В любом случае, настораживает само отсутствие заботы о грядущем, отсутствие естественного для человека желания рассказать, какими мы были.
Вообще потеря ощущения времени (речь идет не только конкретном историческом, а о времени как таковом) – одно из главных препятствий на пути создания. Оно работает не только вперед, но и назад в прошлое. Самый яркий пример этого – излюбленный тезис об актуальности классики.
Понятно, что здесь перед нами пример очередного упрощения и откровенного нигилизма. Зачем писать, если старое все еще актуально? Ведь шедевры не перешибешь. Нечего и стараться.
Здесь есть нечто унизительное и для самой классики.
Понятно, что в тексте современность не обязательно тождественна хронологически актуальному сейчас. Старый текст может оказаться злободневнее нынешнего. Но это гипотетичная актуальность, современное звучание, выстраиваемое читателем за счет отвлечения от всего старого, что в нем запечатлено. Так называемая актуальность классики, во-первых, заслуга читателя, во-вторых, недоработка современности, которая на практике следует архаичным формам или не позволяет литературе выйти за пределы архаичного же канона.
Как бы то ни было современность классики – это прежде всего проявление нищеты. Говоря о современности классики, ее по существу обедняют, а не превозносят, как можно было бы сперва подумать, поскольку определенное узкое прочтение текста при таком подходе начинает доминировать над многоплановым, которое включает в себя и исторически синхронные, игнорируемые при таком раскладе вещи.
То есть нехватка современных текстов стимулирует обеднение литературы в целом. Прошлые достижения лишаются надлежащего им всестороннего прочтения и превращаются в мостки по которым мы шагаем… куда? Получается в никуда, раз современная эпоха не описана, не может стать прошлым, шедевром и т.д. для будущей литературы.
Но все это меркнет перед постоянно задаваемым вопросом, заслоняющим эти тонкости. Как писать о современности?
В принципе, это вопрос десятый по отношению к тому, что автор собрался написать. Тут определиться бы сперва с содержанием. Многочисленные попытки имитировать сегодня формально и графически, через вливания блогерского стиля, эксперименты с воспроизводством электронных писем и сообщений, эсэмэсок смотрятся жалко, это мимесис низшего пошиба, не передающий дух времени.
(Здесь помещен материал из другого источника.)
//! Engine configuration: where things live on a media host

use std::time::Duration;

use serde::Deserialize;
use streamprov_exec::Secret;

use crate::error::ReconcileError;

/// Mode applied to the tenant's config directory tree
pub const CONFIG_DIR_MODE: u32 = 0o777;
/// Mode applied to the tenant's storage directory tree
pub const STORAGE_DIR_MODE: u32 = 0o755;

/// Layout and defaults of the managed media server
#[derive(Debug, Clone, Deserialize)]
#[serde(default)]
pub struct EngineConfig {
    /// Parent of every application config directory
    pub config_root: String,
    /// Parent of every tenant storage (FTP home) directory
    pub storage_root: String,
    /// systemd unit of the media server
    pub service_unit: String,
    /// Account owning the config tree
    pub service_user: String,
    /// Wait between restart and the is-active poll
    pub restart_grace_secs: u64,
    /// Entries under `config_root` that are never tenants
    pub system_entries: Vec<String>,
    pub default_bandwidth_kbps: u32,
    /// Stream secret for tenants that carry none
    pub default_password: Secret,
    /// Prints the server version on its first line
    pub version_command: String,
}

impl Default for EngineConfig {
    fn default() -> Self {
        Self {
            config_root: "/usr/local/WowzaStreamingEngine-4.8.0/conf".to_string(),
            storage_root: "/home/streaming".to_string(),
            service_unit: "WowzaStreamingEngine".to_string(),
            service_user: "wowza".to_string(),
            restart_grace_secs: 5,
            system_entries: vec!["VHost.xml".to_string(), "Server.xml".to_string()],
            default_bandwidth_kbps: 4500,
            default_password: Secret::new("senha_padrao"),
            version_command:
                "/usr/local/WowzaStreamingEngine-4.8.0/bin/startup.sh -version 2>/dev/null | head -1"
                    .to_string(),
        }
    }
}

impl EngineConfig {
    /// Config directory of one tenant
    #[must_use]
    pub fn tenant_dir(&self, name: &str) -> String {
        format!("{}/{name}", self.config_root.trim_end_matches('/'))
    }

    /// Storage directory of one tenant
    #[must_use]
    pub fn storage_dir(&self, name: &str) -> String {
        format!("{}/{name}", self.storage_root.trim_end_matches('/'))
    }

    #[must_use]
    pub fn restart_grace(&self) -> Duration {
        Duration::from_secs(self.restart_grace_secs)
    }

    /// Reject defaults that could not be provisioned safely
    ///
    /// `default_password` is both a stream secret and, without an explicit
    /// account password, the OS account password.
    ///
    /// # Errors
    /// `Config` if `default_password` is empty, contains whitespace or `:`
    pub fn validate(&self) -> Result<(), ReconcileError> {
        let raw = self.default_password.expose();
        if raw.is_empty() || raw.chars().any(|c| c.is_whitespace() || c == ':') {
            return Err(ReconcileError::Config(
                "default_password must be one token without ':'".to_string(),
            ));
        }
        Ok(())
    }

    /// `user:group` owning the config tree
    #[must_use]
    pub fn service_owner(&self) -> String {
        format!("{0}:{0}", self.service_user)
    }
}

#[cfg(test)]
mod tests {
    use super::*;

    #[test]
    fn test_defaults_and_paths() {
        let config = EngineConfig::default();
        assert_eq!(
            config.tenant_dir("acct1"),
            "/usr/local/WowzaStreamingEngine-4.8.0/conf/acct1"
        );
        assert_eq!(config.storage_dir("acct1"), "/home/streaming/acct1");
        assert_eq!(config.restart_grace(), Duration::from_secs(5));
        assert_eq!(config.service_owner(), "wowza:wowza");
    }

    #[test]
    fn test_validate_default_password() {
        assert!(EngineConfig::default().validate().is_ok());

        for bad in ["", "pw\nroot:owned", "a:b", "two words"] {
            let config = EngineConfig {
                default_password: Secret::new(bad),
                ..EngineConfig::default()
            };
            assert!(
                matches!(config.validate(), Err(ReconcileError::Config(_))),
                "{bad:?}"
            );
        }
    }

    #[test]
    fn test_partial_override() {
        let config: EngineConfig = toml::from_str(
            r#"
            config_root = "/opt/media/conf/"
            restart_grace_secs = 0
            "#,
        )
        .unwrap();

        assert_eq!(config.tenant_dir("u1"), "/opt/media/conf/u1");
        assert_eq!(config.service_unit, "WowzaStreamingEngine");
        assert!(config.restart_grace().is_zero());
    }
}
А ведь для того, чтоб писать о современности слишком многого не надо. Можно перечислить: искренность, жизненный опыт, ум и мировоззрение (любое, но желательно теоретически подкованное), плюрализм, тенденциозность (не в смысле предубежденности, а в смысле способности видеть тенденции, или хотя бы предполагать, что за деревьями есть лес), практичность и проективность, наконец, неравнодушие и хоть какая-то система ценностей и ориентиров кроме корыта и вымени, к которому бы получше присосаться.
Никто не знает что такое современность. Определить ее сложно. Она сильно большая.
Так это здорово. Сколько пространства для творчества, такое поле для деятельности. Почему царит траур и столько серьезных лиц?
Картину современности еще надо составить, да она и сама еще не сложилась в нечто внятное, потому что мы ничего для этого не сделали. А иначе зачем литература? Ее дело творчество, созидание, а не списывание по образцу.